I looked at him sidewise. Better and better, a soliciting bust with a side of narcotics possession. “Who doesn’t?” I said.
“I thought maybe with a few lines you could go down to fifty dollars for a half-and-half.”
Just what the world needs, a frugal john. “Seventy-five.”
“That’s fine.” Paul’s heart wasn’t in the negotiation.
“And I need to see the blow first.”
“It’s right back there, in my briefcase,” he said, indicating the backseat with a slight wave of his hand. “Do you have, ah, someplace we can go?”

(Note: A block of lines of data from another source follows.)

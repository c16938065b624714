//! HTTP and WebSocket API consumed by the dashboard.
//!
//! Read side: stats, event queries and price history straight off the
//! event store. Write side: the admin attack / reset endpoints. The
//! WebSocket pushes every stored event live; subscribers that fall behind
//! the broadcast ring are disconnected and resync via `/api/events`.

use std::sync::{atomic::Ordering, Arc};

use axum::{
    extract::{
        ws::{Message, WebSocket, WebSocketUpgrade},
        Query, State,
    },
    http::StatusCode,
    response::{IntoResponse, Response},
    routing::{get, post},
    Json, Router,
};
use futures_util::{SinkExt, StreamExt};
use serde::{Deserialize, Serialize};
use serde_json::json;
use time::{format_description::well_known::Rfc3339, Duration as TimeDuration, OffsetDateTime};
use tokio::sync::broadcast;
use tower_http::cors::CorsLayer;
use tracing::{info, warn};

use crate::{
    agent::{LatestSnapshot, MonitorStatus},
    chain::{ChainStateView, ProtocolClient},
    errors::ApiError,
    events::{Event, EventPayload},
    restore::perform_restore,
    store::EventStore,
    types::{weth_wei, BlockNumber, DeviationBps, EventId, PriceE8},
};

const DEFAULT_EVENTS_LIMIT: usize = 100;
const MAX_EVENTS_LIMIT: usize = 1_000;
const DEFAULT_PRICES_HOURS: i64 = 1;
const MAX_PRICES_HOURS: i64 = 168;

pub struct ApiState {
    pub store: Arc<EventStore>,
    pub chain: Arc<dyn ProtocolClient>,
    pub status: Arc<MonitorStatus>,
    pub latest: Arc<LatestSnapshot>,
    pub attack_swap_weth: u64,
    pub repause_after_restore: bool,
}

pub fn router(state: Arc<ApiState>) -> Router {
    Router::new()
        .route("/health", get(health))
        .route("/api/stats", get(stats))
        .route("/api/events", get(events))
        .route("/api/events/threats", get(threats))
        .route("/api/events/actions", get(actions))
        .route("/api/prices", get(prices))
        .route("/api/admin/simulate-attack", post(simulate_attack))
        .route("/api/admin/reset-amm", post(reset_amm))
        .route("/api/admin/unpause", post(unpause_all))
        .route("/ws", get(ws_upgrade))
        .layer(CorsLayer::permissive())
        .with_state(state)
}

type ApiResult<T> = Result<Json<T>, ApiError>;

impl IntoResponse for ApiError {
    fn into_response(self) -> Response {
        let status =
            StatusCode::from_u16(self.status()).unwrap_or(StatusCode::INTERNAL_SERVER_ERROR);
        let body = json!({ "error": { "kind": self.kind(), "message": self.to_string() } });
        (status, Json(body)).into_response()
    }
}

#[derive(Deserialize)]
struct LimitQuery {
    limit: Option<usize>,
}

#[derive(Deserialize)]
struct RangeQuery {
    from_id: Option<u64>,
    limit: Option<usize>,
}

#[derive(Deserialize)]
struct HoursQuery {
    hours: Option<i64>,
}

fn clamp_limit(limit: Option<usize>, default: usize) -> usize {
    limit.unwrap_or(default).min(MAX_EVENTS_LIMIT)
}

async fn health(State(state): State<Arc<ApiState>>) -> Json<serde_json::Value> {
    let running = state.status.running.load(Ordering::Relaxed);
    let degraded = state.status.degraded.load(Ordering::Relaxed);
    Json(json!({
        "status": if !running { "starting" } else if degraded { "degraded" } else { "healthy" },
        "cycles": state.status.cycles.load(Ordering::Relaxed),
        "llm_calls": state.status.llm_calls.load(Ordering::Relaxed),
    }))
}

#[derive(Serialize)]
struct DashboardStats {
    total_events: u64,
    threats_detected: u64,
    actions_taken: u64,
    current_oracle_price: Option<PriceE8>,
    current_amm_price: Option<PriceE8>,
    price_deviation: Option<DeviationBps>,
    amm_paused: bool,
    vault_paused: bool,
    liquidations_blocked: bool,
    last_update_iso: Option<String>,
}

async fn stats(State(state): State<Arc<ApiState>>) -> ApiResult<DashboardStats> {
    let counters = state.store.counters();
    let snapshot = state.latest.get();

    // Prefer the live flags; fall back to the last observation when the
    // chain is briefly unreachable.
    let flags: ChainStateView = match state.chain.chain_flags().await {
        Ok(flags) => flags,
        Err(err) => {
            warn!("stats falling back to cached flags: {err}");
            snapshot.as_ref().map(|s| s.flags).unwrap_or_default()
        }
    };

    Ok(Json(DashboardStats {
        total_events: counters.total_appended,
        threats_detected: counters.threats_detected,
        actions_taken: counters.actions_taken,
        current_oracle_price: snapshot.as_ref().map(|s| s.oracle_price),
        current_amm_price: snapshot.as_ref().map(|s| s.amm_spot_price),
        price_deviation: snapshot.as_ref().map(|s| s.deviation),
        amm_paused: flags.amm_paused,
        vault_paused: flags.vault_paused,
        liquidations_blocked: flags.liquidations_blocked,
        last_update_iso: snapshot
            .as_ref()
            .and_then(|s| s.observed_at.format(&Rfc3339).ok()),
    }))
}

/// `GET /api/events`: newest first, or an id-range resync when `from_id`
/// is given (oldest first, for WebSocket catch-up).
async fn events(
    State(state): State<Arc<ApiState>>,
    Query(query): Query<RangeQuery>,
) -> ApiResult<Vec<Event>> {
    let limit = clamp_limit(query.limit, DEFAULT_EVENTS_LIMIT);
    let events = match query.from_id {
        Some(from_id) => state.store.range(EventId::new(from_id), limit),
        None => state.store.recent(limit),
    };
    Ok(Json(events))
}

async fn threats(
    State(state): State<Arc<ApiState>>,
    Query(query): Query<LimitQuery>,
) -> ApiResult<Vec<Event>> {
    let limit = clamp_limit(query.limit, 50);
    Ok(Json(state.store.recent_matching(limit, Event::is_threat)))
}

async fn actions(
    State(state): State<Arc<ApiState>>,
    Query(query): Query<LimitQuery>,
) -> ApiResult<Vec<Event>> {
    let limit = clamp_limit(query.limit, 50);
    Ok(Json(state.store.recent_matching(limit, Event::is_action)))
}

#[derive(Serialize)]
struct PricePoint {
    timestamp: String,
    oracle_price: PriceE8,
    amm_price: PriceE8,
    block_number: BlockNumber,
}

async fn prices(
    State(state): State<Arc<ApiState>>,
    Query(query): Query<HoursQuery>,
) -> ApiResult<Vec<PricePoint>> {
    let hours = query.hours.unwrap_or(DEFAULT_PRICES_HOURS);
    if hours <= 0 {
        return Err(ApiError::BadRequest("hours must be positive".into()));
    }
    let hours = hours.min(MAX_PRICES_HOURS);
    let cutoff = OffsetDateTime::now_utc() - TimeDuration::hours(hours);

    let points = state
        .store
        .since(cutoff, Event::is_observation)
        .into_iter()
        .filter_map(|event| match event.payload {
            EventPayload::Observation {
                block,
                oracle_price,
                amm_price,
                ..
            } => Some(PricePoint {
                timestamp: event.timestamp.format(&Rfc3339).ok()?,
                oracle_price,
                amm_price,
                block_number: block,
            }),
            _ => None,
        })
        .collect();
    Ok(Json(points))
}

#[derive(Serialize)]
struct AttackResponse {
    success: bool,
    blocked: bool,
    message: String,
    #[serde(skip_serializing_if = "Option::is_none")]
    tx_hash: Option<String>,
    #[serde(skip_serializing_if = "Option::is_none")]
    price_before: Option<PriceE8>,
    #[serde(skip_serializing_if = "Option::is_none")]
    price_after: Option<PriceE8>,
}

/// `POST /api/admin/simulate-attack`: submits one oversized WETH sell to
/// crash the pool. The monitor is expected to detect and block it; a
/// revert against a paused pool reports the attack as blocked.
async fn simulate_attack(State(state): State<Arc<ApiState>>) -> ApiResult<AttackResponse> {
    let price_before = state
        .chain
        .amm_reserves()
        .await
        .ok()
        .map(|reserves| reserves.spot_price);
    info!(
        amount_weth = state.attack_swap_weth,
        "attack simulation requested"
    );

    match state
        .chain
        .swap_weth_for_usdc(weth_wei(state.attack_swap_weth))
        .await
    {
        Ok(outcome) => {
            let price_after = state
                .chain
                .amm_reserves()
                .await
                .ok()
                .map(|reserves| reserves.spot_price);
            Ok(Json(AttackResponse {
                success: true,
                blocked: false,
                message: "attack swap executed; the monitor should now react".into(),
                tx_hash: Some(format!("{:#x}", outcome.hash)),
                price_before,
                price_after,
            }))
        }
        Err(err) if err.message().to_ascii_lowercase().contains("paused") => {
            Ok(Json(AttackResponse {
                success: true,
                blocked: true,
                message: "attack was blocked: the AMM is paused".into(),
                tx_hash: None,
                price_before,
                price_after: price_before,
            }))
        }
        Err(err) => Ok(Json(AttackResponse {
            success: false,
            blocked: false,
            message: format!("attack simulation failed: {err}"),
            tx_hash: None,
            price_before,
            price_after: None,
        })),
    }
}

#[derive(Serialize)]
struct ResetResponse {
    success: bool,
    message: String,
    #[serde(skip_serializing_if = "Option::is_none")]
    new_price: Option<PriceE8>,
    #[serde(skip_serializing_if = "Option::is_none")]
    tx_hash: Option<String>,
}

/// `POST /api/admin/reset-amm`: runs the restore routine immediately.
async fn reset_amm(State(state): State<Arc<ApiState>>) -> ApiResult<ResetResponse> {
    info!("manual AMM reset requested");
    let outcome = perform_restore(state.chain.as_ref(), state.repause_after_restore).await;
    Ok(Json(ResetResponse {
        success: outcome.success,
        message: outcome.message.clone(),
        new_price: outcome.new_price,
        tx_hash: outcome.tx_hash.map(|hash| format!("{hash:#x}")),
    }))
}

/// `POST /api/admin/unpause`: clears every pause/block flag so a new
/// demonstration can start from a clean protocol.
async fn unpause_all(State(state): State<Arc<ApiState>>) -> ApiResult<serde_json::Value> {
    let mut failures = Vec::new();
    for (label, result) in [
        ("amm", state.chain.unpause_amm().await),
        ("vault", state.chain.unpause_vault().await),
        ("liquidations", state.chain.unblock_liquidations().await),
    ] {
        if let Err(err) = result {
            let text = err.message().to_ascii_lowercase();
            // Unpausing an already-running component is fine.
            if !text.contains("not paused") && !text.contains("not blocked") {
                failures.push(format!("{label}: {err}"));
            }
        }
    }
    if failures.is_empty() {
        Ok(Json(json!({
            "success": true,
            "message": "protocol reset to normal operating state",
        })))
    } else {
        Err(ApiError::Upstream(failures.join("; ")))
    }
}

async fn ws_upgrade(
    ws: WebSocketUpgrade,
    State(state): State<Arc<ApiState>>,
) -> impl IntoResponse {
    ws.on_upgrade(move |socket| handle_ws(socket, state))
}

/// Pushes `{type:"new_event", event}` for every store append. Text
/// `"ping"` answers `"pong"`; anything else gets an error payload without
/// closing the stream. Lagging subscribers are disconnected.
async fn handle_ws(socket: WebSocket, state: Arc<ApiState>) {
    let mut updates = state.store.subscribe();
    let (mut sink, mut stream) = socket.split();

    loop {
        tokio::select! {
            update = updates.recv() => match update {
                Ok(event) => {
                    let payload = json!({ "type": "new_event", "event": event });
                    if sink.send(Message::Text(payload.to_string().into())).await.is_err() {
                        break;
                    }
                }
                Err(broadcast::error::RecvError::Lagged(skipped)) => {
                    warn!(skipped, "ws subscriber fell behind; disconnecting");
                    break;
                }
                Err(broadcast::error::RecvError::Closed) => break,
            },
            incoming = stream.next() => match incoming {
                Some(Ok(Message::Text(text))) => {
                    let reply = if text.as_str() == "ping" {
                        "pong".to_string()
                    } else {
                        json!({
                            "type": "error",
                            "kind": "bad_request",
                            "message": "unrecognized message",
                        })
                        .to_string()
                    };
                    if sink.send(Message::Text(reply.into())).await.is_err() {
                        break;
                    }
                }
                Some(Ok(Message::Close(_))) | None => break,
                Some(Ok(_)) => {}
                Some(Err(err)) => {
                    warn!("ws receive error: {err}");
                    break;
                }
            },
        }
    }
}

Ignoring him, I rose to my knees and turned, pulling his slender briefcase onto the front seat with us. “Is this thing locked?” I asked, but didn’t wait before I pressed the release with my thumb. It snapped noisily, and I opened the case. There it was, such a world of trouble for this guy in such a little plastic bag.
Paul was unfazed by my coarse behavior. Paul was a man of the world. He knew that an expensive suit pays for itself in the long run, that business class is a rip-off, and that $75 hookers give their johns a hard time. As I snapped the briefcase shut, Paul restated his earlier question.